Access to training functions may be subject to authorization. It is
managed from the administration interface.
To train a model, all the mobilized images / annotations must be in the
same document.
- Select the share documents containing the ground truth;
- Click on \"Train\" then select the type of model to train:
\"Segment\" for a segmentation model, \"Recognizer\" for a
transcription model;
- Fill out the form then click on \"Train\";
- The training task is started, sometimes you have to wait before this
is displayed.
When the training is finished, the user receives a notification and can
access the final model from the "Models" tab. It is then possible to
download the model or use it on the document.
##### 1.7.2. Refine a model or start from scratch?
The training configuration form allows you to choose:
- If you want to start from scratch (simply indicate the name to give
to the new model that will be created);
- Or if you want to refine a model (it can be loaded from the file
manager, or be already present in the list of models associated with
the current document).
**Caution:** in version 0.6.9, modifying the name of the model to train
is only taken into account in the case of a model starting from zero.
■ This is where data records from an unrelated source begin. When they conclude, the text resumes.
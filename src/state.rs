use std::sync::Arc;

use crate::config::AppConfig;
use crate::store::{self, KvStore};

/// Everything a handler needs, passed in explicitly; nothing is read from
/// globals after startup.
#[derive(Clone)]
pub struct AppState {
    pub config: Arc<AppConfig>,
    pub store: Arc<dyn KvStore>,
}

impl AppState {
    pub async fn init() -> anyhow::Result<Self> {
        let config = Arc::new(AppConfig::from_env()?);
        let store = store::connect(&config.store).await?;
        tracing::info!(
            users = %config.tables.users,
            sessions = %config.tables.sessions,
            backend = config.store.kind(),
            "state initialised"
        );
        Ok(Self { config, store })
    }

    #[cfg(test)]
    pub fn fake() -> Self {
        use crate::config::{JwtConfig, StoreConfig, TablesConfig};
        use crate::store::MemoryStore;

        let config = Arc::new(AppConfig {
            jwt: JwtConfig {
                secret: "test".into(),
                ttl_minutes: 5,
            },
            tables: TablesConfig {
                users: "users".into(),
                sessions: "sessions".into(),
            },
            store: StoreConfig::Memory,
        });
        Self {
            config,
            store: Arc::new(MemoryStore::new()),
        }
    }
}
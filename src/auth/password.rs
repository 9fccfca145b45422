use argon2::{
    password_hash::{PasswordHash, PasswordHasher, PasswordVerifier, SaltString},
    Argon2,
};
use rand::rngs::OsRng;
use tracing::{error, warn};

#[derive(Debug, thiserror::Error)]
#[error("password hashing failed: {0}")]
pub struct HashingError(String);

/// Argon2id with the crate's default cost parameters and a fresh random salt.
pub fn hash_password(plain: &str) -> Result<String, HashingError> {
    let salt = SaltString::generate(&mut OsRng);
    let hash = Argon2::default()
        .hash_password(plain.as_bytes(), &salt)
        .map_err(|e| {
            error!(error = %e, "argon2 hash_password error");
            HashingError(e.to_string())
        })?
        .to_string();
    Ok(hash)
}

/// A stored hash that cannot be parsed counts as a mismatch.
pub fn verify_password(plain: &str, hash: &str) -> bool {
    let parsed = match PasswordHash::new(hash) {
        Ok(parsed) => parsed,
        Err(e) => {
            warn!(error = %e, "stored password hash is malformed");
            return false;
        }
    };
    Argon2::default()
        .verify_password(plain.as_bytes(), &parsed)
        .is_ok()
}
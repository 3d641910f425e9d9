// Re-export all items from the submodules
mod env_vars;
mod reporter_config;

// Re-export environment lookup
pub use env_vars::{
    Environment,
    ProcessEnvironment,
    resolve_api_key,
};

// Re-export run configuration
pub use reporter_config::{
    ReporterConfig,
    upload_timeout_from_secs,
};
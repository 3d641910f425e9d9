use clap::Parser;
use std::path::PathBuf;

use crate::config::{upload_timeout_from_secs, ReporterConfig};
use crate::constants::{DEFAULT_API_URL, DEFAULT_ARCHIVE_NAME, DEFAULT_UPLOAD_TIMEOUT_SECS};
use crate::security::ReportPattern;

/// Command-line arguments for the reporter.
///
/// The reporter sends your test reports to Flakebot for processing and
/// analysis. The API key is read from `FLAKEBOT_REPORTER_KEY`.
#[derive(Parser, Debug)]
#[clap(
    name = "reporter",
    about = "Reporting tool for Flakebot",
    long_about = "The reporter command sends your test reports to Flakebot for processing and analysis."
)]
pub struct Args {
    /// Test report file or directory of test reports
    pub path: PathBuf,

    /// Override the Flakebot API Url
    #[clap(short, long, default_value = DEFAULT_API_URL)]
    pub api: String,

    /// Where to write the report archive
    #[clap(short, long, default_value = DEFAULT_ARCHIVE_NAME)]
    pub output: PathBuf,

    /// Timeout for the archive upload in seconds (0 waits indefinitely)
    #[clap(long, default_value_t = DEFAULT_UPLOAD_TIMEOUT_SECS)]
    pub upload_timeout: u64,

    /// Only accept report files ending in ".xml"
    #[clap(long)]
    pub strict_extension: bool,

    /// Verbose logging
    #[clap(short, long)]
    pub verbose: bool,
}

impl Args {
    /// Build the run configuration described by these arguments.
    pub fn to_config(&self) -> ReporterConfig {
        ReporterConfig {
            upload_timeout: upload_timeout_from_secs(self.upload_timeout),
            archive_path: self.output.clone(),
            pattern: if self.strict_extension {
                ReportPattern::Suffix
            } else {
                ReportPattern::Loose
            },
            ..ReporterConfig::with_api_url(&self.api)
        }
    }
}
In
order not to overwrite an already existing model, make sure to download
the model locally, rename it according to the name desired for the new
model, then load it into eScriptorium from the form.
#### 1.8. Export annotations
The export of annotations is carried out from the "Images" tab.
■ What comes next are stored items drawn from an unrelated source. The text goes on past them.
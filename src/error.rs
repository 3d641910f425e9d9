//! Error taxonomy for the reporting pipeline.
//!
//! Every stage returns a [`ReporterError`]; the pipeline surfaces the first
//! one unchanged and the binary maps any error to exit status 1.

use std::io;
use std::path::PathBuf;

use reqwest::StatusCode;
use thiserror::Error;

/// Convenience alias used across the crate.
pub type Result<T> = std::result::Result<T, ReporterError>;

/// Reasons the input path is not acceptable for archiving.
#[derive(Debug, Error)]
pub enum ValidationError {
    #[error("Provided path does not exist.")]
    NotFound,

    #[error("Directory is empty.")]
    EmptyDirectory,

    #[error("No valid .xml files in directory.")]
    NoMatchingFiles,

    #[error("Path is not valid .xml file.")]
    UnsupportedFileType,

    /// The path exists but could not be inspected.
    #[error("Failed to inspect {}", path.display())]
    Io {
        path: PathBuf,
        #[source]
        source: io::Error,
    },
}

/// Top-level error returned by every pipeline stage.
///
/// Underlying I/O, ZIP, HTTP and JSON errors are exposed through
/// `source()` rather than repeated in the message.
#[derive(Debug, Error)]
pub enum ReporterError {
    #[error(transparent)]
    Validation(#[from] ValidationError),

    /// Missing or unusable configuration such as the API key.
    #[error("{0}")]
    Config(String),

    /// Reading a report file or writing the archive failed.
    #[error("Failed to archive {}", path.display())]
    Archive {
        path: PathBuf,
        #[source]
        source: io::Error,
    },

    #[error("Failed to write archive")]
    Zip(#[from] zip::result::ZipError),

    /// Network-level failure: connect, timeout, or body read.
    #[error("Request failed")]
    Transport(#[source] reqwest::Error),

    /// The service answered with a status other than the expected one.
    #[error("Bad Status: {status}")]
    BadStatus { status: StatusCode },

    #[error("Malformed response body")]
    Decode(#[from] serde_json::Error),

    #[error("Environment does not appear to be a supported CI provider (CircleCI, GitHub Actions, etc.)")]
    UnsupportedProvider,
}

impl ReporterError {
    /// Numeric status code of a [`ReporterError::BadStatus`], if this is one.
    pub fn status(&self) -> Option<u16> {
        match self {
            ReporterError::BadStatus { status } => Some(status.as_u16()),
            _ => None,
        }
    }
}

impl From<reqwest::Error> for ReporterError {
    fn from(err: reqwest::Error) -> Self {
        ReporterError::Transport(err)
    }
}
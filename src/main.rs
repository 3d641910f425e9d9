use std::process::ExitCode;

use anyhow::{Context, Result};
use clap::Parser;
use log::{error, info, LevelFilter};
use simplelog::{ColorChoice, Config, TermLogger, TerminalMode};

use flakebot_reporter::cli::Args;
use flakebot_reporter::config::ProcessEnvironment;
use flakebot_reporter::pipeline;

fn main() -> ExitCode {
    // Parse arguments
    let args = Args::parse();

    // Initialize logging
    if let Err(e) = initialize_logging(args.verbose) {
        eprintln!("{:#}", e);
        return ExitCode::FAILURE;
    }

    match run(&args) {
        Ok(()) => ExitCode::SUCCESS,
        Err(e) => {
            error!("{:#}", e);
            ExitCode::FAILURE
        }
    }
}

/// Initialize logging with the specified verbosity level
fn initialize_logging(verbose: bool) -> Result<()> {
    let log_level = if verbose { LevelFilter::Debug } else { LevelFilter::Info };
    TermLogger::init(
        log_level,
        Config::default(),
        TerminalMode::Mixed,
        ColorChoice::Auto,
    )
    .context("Failed to initialize logger")?;
    Ok(())
}

/// Report the test results at the requested path
fn run(args: &Args) -> Result<()> {
    let config = args.to_config();
    info!("Reporting {} to {}", args.path.display(), config.api_url);

    let report = pipeline::run(&config, &args.path, &ProcessEnvironment)
        .with_context(|| format!("Failed to report {}", args.path.display()))?;

    info!(
        "Report for archive {} submitted from {}",
        report.archive, report.provider
    );
    Ok(())
}
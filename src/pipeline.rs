//! The five-stage submission pipeline.
//!
//! validate path → request presigned upload → build archive → upload
//! archive → detect provider and collect metadata → submit report.
//!
//! Stages run strictly in order on the calling thread and the first failure
//! is returned as is. Nothing is rolled back: an archive already written
//! stays on disk when a later stage fails.

use std::path::Path;

use log::info;

use crate::ci;
use crate::cloud::{ReportSubmitter, UploadCoordinator};
use crate::config::{resolve_api_key, Environment, ReporterConfig};
use crate::error::Result;
use crate::models::Report;
use crate::security::validate_report_path;
use crate::utils::compress::create_report_archive;

/// Run the whole pipeline for `path`, returning the submitted report.
///
/// The API key is resolved after path validation but before any network
/// call, so a missing key never reaches the service.
pub fn run(config: &ReporterConfig, path: &Path, env: &dyn Environment) -> Result<Report> {
    let kind = validate_report_path(path, config.pattern)?;
    info!("Validated {} ({:?})", path.display(), kind);

    let api_key = resolve_api_key(env)?;

    let coordinator = UploadCoordinator::new(config)?;
    let descriptor = coordinator.request_presigned_upload(&api_key)?;

    let archive = create_report_archive(path, &config.archive_path)?;
    coordinator.upload(&archive, &descriptor)?;

    let provider = ci::detect(env)?;
    let report = Report {
        archive: descriptor.fields.key,
        provider: provider.name.to_string(),
        metadata: provider.collect(env),
    };

    ReportSubmitter::new(config)?.submit(&report, &api_key)?;

    Ok(report)
}
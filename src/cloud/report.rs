use log::{debug, info};
use reqwest::blocking::Client;
use reqwest::StatusCode;

use crate::cloud::client::create_http_client;
use crate::config::ReporterConfig;
use crate::constants::API_KEY_HEADER;
use crate::error::{ReporterError, Result};
use crate::models::Report;

/// Sends the final report correlating the uploaded archive with its CI run.
pub struct ReportSubmitter {
    reports_endpoint: String,
    client: Client,
}

impl ReportSubmitter {
    pub fn new(config: &ReporterConfig) -> Result<Self> {
        Ok(Self {
            reports_endpoint: config.reports_endpoint(),
            client: create_http_client(Some(config.request_timeout))?,
        })
    }

    /// POST `report` as JSON. Only a 201 response counts as success.
    pub fn submit(&self, report: &Report, api_key: &str) -> Result<()> {
        info!(
            "Submitting report for archive {} ({})",
            report.archive, report.provider
        );
        debug!("POST {} with {} metadata entries", self.reports_endpoint, report.metadata.len());

        let response = self
            .client
            .post(&self.reports_endpoint)
            .header(API_KEY_HEADER, api_key)
            .json(report)
            .send()?;

        let status = response.status();
        if status != StatusCode::CREATED {
            return Err(ReporterError::BadStatus { status });
        }

        info!("Report submitted");
        Ok(())
    }
}
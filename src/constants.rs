//! Global constants for the reporter.
//!
//! This module centralizes all hardcoded values: service endpoints, header
//! names, environment variable names and timeouts.

use std::time::Duration;

// Service endpoints
/// Default Flakebot API base URL, overridable with `--api`
pub const DEFAULT_API_URL: &str = "https://api.flakebot.com";

/// Path of the presigned upload issuance endpoint
pub const UPLOAD_ENDPOINT: &str = "/reports/upload/";

/// Path of the report submission endpoint
pub const REPORTS_ENDPOINT: &str = "/reports/";

/// Header carrying the reporter API key
pub const API_KEY_HEADER: &str = "X-Reporter-Key";

// Environment
/// Environment variable holding the reporter API key
pub const API_KEY_ENV_VAR: &str = "FLAKEBOT_REPORTER_KEY";

/// Value a CI sentinel variable must hold exactly to be considered active
pub const SENTINEL_ACTIVE_VALUE: &str = "true";

// Timeout constants
/// Timeout for the issuance and submission calls in seconds
pub const API_TIMEOUT_SECS: u64 = 30;

/// Default timeout for the storage upload in seconds (0 disables the bound)
pub const DEFAULT_UPLOAD_TIMEOUT_SECS: u64 = 600;

/// Timeout applied to the issuance and submission calls
pub const API_TIMEOUT: Duration = Duration::from_secs(API_TIMEOUT_SECS);

// Archive constants
/// Fixed archive name created in the working directory
pub const DEFAULT_ARCHIVE_NAME: &str = "report.zip";

/// Loose report-file pattern: "xml" preceded by any single character
pub const DEFAULT_REPORT_PATTERN: &str = ".xml";

/// Multipart field name for the archive payload
pub const ARCHIVE_FORM_FIELD: &str = "file";

/// Content type of the archive part in the multipart upload
pub const ARCHIVE_CONTENT_TYPE: &str = "application/octet-stream";

/// Read buffer size when streaming files into the archive (512KB)
pub const COMPRESSION_CHUNK_SIZE: usize = 512 * 1024;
- Select the relevant part-documents;
- Click on \"Export\" then fill out the form:
- Specify the version of the transcription to export;
- Specify the export format (\"Alto\" for XML ALTO, \"Pagexml\"
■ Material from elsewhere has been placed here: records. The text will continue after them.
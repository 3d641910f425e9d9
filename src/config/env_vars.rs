use std::collections::HashMap;

use crate::constants::API_KEY_ENV_VAR;
use crate::error::{ReporterError, Result};

/// Key-value view of the process environment.
///
/// The pipeline only ever reads the environment through this trait so that
/// tests can supply a plain map instead of mutating process state.
pub trait Environment {
    /// Value of `key`, or `None` when it is unset.
    fn var(&self, key: &str) -> Option<String>;

    /// Value of `key`, with unset variables reported as the empty string.
    fn var_or_empty(&self, key: &str) -> String {
        self.var(key).unwrap_or_default()
    }
}

/// The real process environment.
#[derive(Debug, Clone, Copy, Default)]
pub struct ProcessEnvironment;

impl Environment for ProcessEnvironment {
    /// Non-unicode values are kept, with invalid sequences replaced by U+FFFD.
    fn var(&self, key: &str) -> Option<String> {
        std::env::var_os(key).map(|v| v.to_string_lossy().into_owned())
    }
}

impl Environment for HashMap<String, String> {
    fn var(&self, key: &str) -> Option<String> {
        self.get(key).cloned()
    }
}

/// Read the reporter API key, failing when it is unset or empty.
pub fn resolve_api_key(env: &dyn Environment) -> Result<String> {
    match env.var(API_KEY_ENV_VAR) {
        Some(key) if !key.is_empty() => Ok(key),
        _ => Err(ReporterError::Config(format!(
            "Could not find environment variable, {}",
            API_KEY_ENV_VAR
        ))),
    }
}
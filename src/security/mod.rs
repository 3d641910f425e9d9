//! Input validation.
//!
//! This module checks the user-supplied report path before anything is
//! archived or sent over the network.

pub mod path_validator;

pub use path_validator::{validate_report_path, PathKind, ReportPattern};
use std::collections::BTreeMap;

use serde::{Deserialize, Serialize};

/// Presigned upload descriptor returned by the issuance endpoint.
///
/// `fields` must be forwarded verbatim as multipart form fields on the
/// storage upload. `fields.key` later becomes the report's `archive`.
#[derive(Serialize, Deserialize, Debug, Clone, PartialEq, Eq)]
pub struct PresignedUpload {
    pub url: String,
    pub fields: PresignedFields,
}

/// Form fields scoping the presigned upload.
#[derive(Serialize, Deserialize, Debug, Clone, PartialEq, Eq)]
pub struct PresignedFields {
    pub key: String,
    #[serde(rename = "AWSAccessKeyId")]
    pub aws_access_key_id: String,
    pub policy: String,
    pub signature: String,
}

impl PresignedFields {
    /// Fields in the order they are written to the multipart form.
    pub fn form_fields(&self) -> [(&'static str, &str); 4] {
        [
            ("key", self.key.as_str()),
            ("AWSAccessKeyId", self.aws_access_key_id.as_str()),
            ("policy", self.policy.as_str()),
            ("signature", self.signature.as_str()),
        ]
    }
}

/// Record correlating an uploaded archive with the CI run that produced it.
#[derive(Serialize, Deserialize, Debug, Clone, PartialEq, Eq)]
pub struct Report {
    /// Correlation key from the presigned upload used in this run
    pub archive: String,
    pub provider: String,
    /// Environment variable name to value; unset variables map to ""
    pub metadata: BTreeMap<String, String>,
}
for XML PAGE, or \"Text\" for plain text);
- Check \"Include Images\" if you also want to export the images;
- Click on Export and save the generated ZIP file.
### 2. Manage a collaborative annotation campaign
#### 2.1. Create a user group (admin)
It is possible to create user groups from the administrator\'s dashboard
(provided you have the associated rights). These groups are used to
define work teams or to assign certain rights to a set of users.
It will soon be possible for a user with sufficient rights to create a
team and invite other users to it.
#### 2.2. Share a document with another user or with a group
A user can share a document with multiple users, including outside of
the group (s) to which it belongs. From the \"Description\" tab:
- Click on the \"Share\" button
- Enter the name of the user with whom to share the document, or check
his name in the list that appears
- To confirm, click on \"Share\"
{width="6.5in" height="3.1944444444444446in"}
#### 2.3. Share a template with another user or with a group
A template is associated with a document and not with a user. To share a
model with another user, there are two possibilities:
- Download the model from the "Models" tab and send the model via
another exchange system (e-mails, etc.);
- Share with the user the document to which the template is
associated. It is then up to the other user to download the model
and then load it into the document where he wishes to apply it.